Tamil and Muslim protest march reach north braving legal and illegal obstacles

Protesters on a peaceful march from the east reached the northern parts of Sri Lanka despite legal and illegal measures to hamper its progress.

The four-day P2P march from the eastern town of Potuvil to Polikandy in northern Jaffna peninsula came under attack on its third day by un-unidentified persons who hurled stones and placing nails on the roads.

Velan Swamigal, pontiff of the Sivagiri Ashram in Jaffna marching with Tamil and Muslim protesters says his vehicle along with others were attacked with stones while passing the Sinhala settler colony Sirimapura in Trincomalee and many vehicles got punctured due to nails on the road near Pulmoddai as they proceeded from east to north.


"There was an attempt to set fire to the vehicle in which Ananthi Sasitharan and Sivajilingam travelled. They came with a can of petrol," said, S. Sivayoganathan, the president of Batticaloa District Civil Society Forum.

"If the people around them hadn't stop them, they could have even been killed," he said.

Seeking democracy, civil rights, return of grabbed lands, the fate of forcibly disappeared, the burial rights of Muslims, the release of political prisoners and to increase the daily wage of plantation workers to Rs.1000, the third day of the march started from Trincomalee town with huge numbers participating and thousands of bystanders applauding.

Nails & screws

While the convoy was proceeding from Kuchchaveli towards Pulmoddai junction, 'miscreants and unruly' elements targeted the vehicles and attacked them.

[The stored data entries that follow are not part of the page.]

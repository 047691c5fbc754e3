/// Keyword prefixes and capture patterns for each directive family
///
/// Dispatch uses plain prefix tests; the regexes only extract captures once a
/// family has been chosen.

use regex::Regex;
use std::sync::LazyLock;

pub const FUNC_KEYWORD: &str = "func";
pub const LOOP_KEYWORD: &str = "loop";
pub const IF_KEYWORD: &str = "if";
pub const ELIF_KEYWORD: &str = "elif";
pub const ELSE_KEYWORD: &str = "else";
pub const DEF_KEYWORD: &str = "def";
pub const PRINT_CALL: &str = "print(";
pub const COMMENT_MARKER: &str = "#";

/// `func [<params>](<name>):`
/// Group 1: parameter text, group 2: function name
pub static FUNCTION: LazyLock<Regex> = LazyLock::new(|| {
    Regex::new(r"^func\s+\[(.*?)\]\s*\((.*?)\):").expect("function pattern is valid")
});

/// `loop(<label>):`
pub static LOOP: LazyLock<Regex> =
    LazyLock::new(|| Regex::new(r"^loop\((.*?)\):").expect("loop pattern is valid"));

/// `if [<a>] = [<b>]:`
pub static IF: LazyLock<Regex> = LazyLock::new(|| {
    Regex::new(r"^if\s+\[(.*?)\]\s*=\s*\[(.*?)\]:").expect("if pattern is valid")
});

/// `elif [<cond>]:`
pub static ELIF: LazyLock<Regex> =
    LazyLock::new(|| Regex::new(r"^elif\s+\[(.*?)\]:").expect("elif pattern is valid"));

/// `def on_<event>(<param>):`
/// Group 1: event name without the `on_` prefix, group 2: parameter
pub static EVENT_HOOK: LazyLock<Regex> = LazyLock::new(|| {
    Regex::new(r"^def\s+on_(\w+)\((.*?)\):").expect("event hook pattern is valid")
});

/// `<ident> = [ ... ]`, anchored at both ends
pub static COLLECTION_LITERAL: LazyLock<Regex> = LazyLock::new(|| {
    Regex::new(r"^\w+\s*=\s*\[.*\]$").expect("collection literal pattern is valid")
});

/// `print(<expr>)`, shortest match
pub static BROADCAST: LazyLock<Regex> =
    LazyLock::new(|| Regex::new(r"^print\((.*?)\)").expect("broadcast pattern is valid"));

Nails and screws were strewn across the road that goes past a military checkpoint near the Yan Oya bridge surrounded by Sinhala colonies.

"Their clear intention was to obstruct our journey and we strongly condemn it. The people in Sri Lanka, the international community, and the diaspora should take note of this," Velan Swamigal told local media at the place where their vehicles got damaged.

He says the fight is for democracy and it is not against any individual.

"Our fight is not against any language, religion, or ethnicity. It's a protest against injustice, intolerance, arrogance, and unethical policies".

The pontiff also appealed to people who did such wrong acts to join them to protect democracy.

''All Tamils should join this march in more numbers in a show of solidarity which would pave way for a new dawn for Eelam Tamils" he said while displaying a piece of stone which he says was hurled at the vehicles.

Parliamentarian Shanakiyan Rasamanickam assured journalists at the scene that the attacks were neither by Tamils nor Muslims.

“These cheap tactics were employed to damage our vehicles. We know well who did this. But we would like to tell them, our journey from Pottuvil will stop only after we reach Polikandy,” he said.

As the protest march arrived in Mullaithivu, armed members of Sri Lankan security forces manning newly put up road blocks were seen taking photos and videographing protesters.

After reaching Mullaithivu, the protesters held a solemn memorial near the final killing-field at the northeast coast in memory of those who died during the final war in May 2009.

“One country, one law”

Judges in Jaffna and Mallakkam refused to ban the march while police moved courts in Mannar and Vavunia to hand down restraining orders.

Police told courts that the protest march pose the risk of COVID19 spreading.

However, police did not object a public rally in Jaffna with the participation of hundreds of children, organised by State Minister Dayasiri Jayasekara in opposition to the Tamil and Muslim P2P march.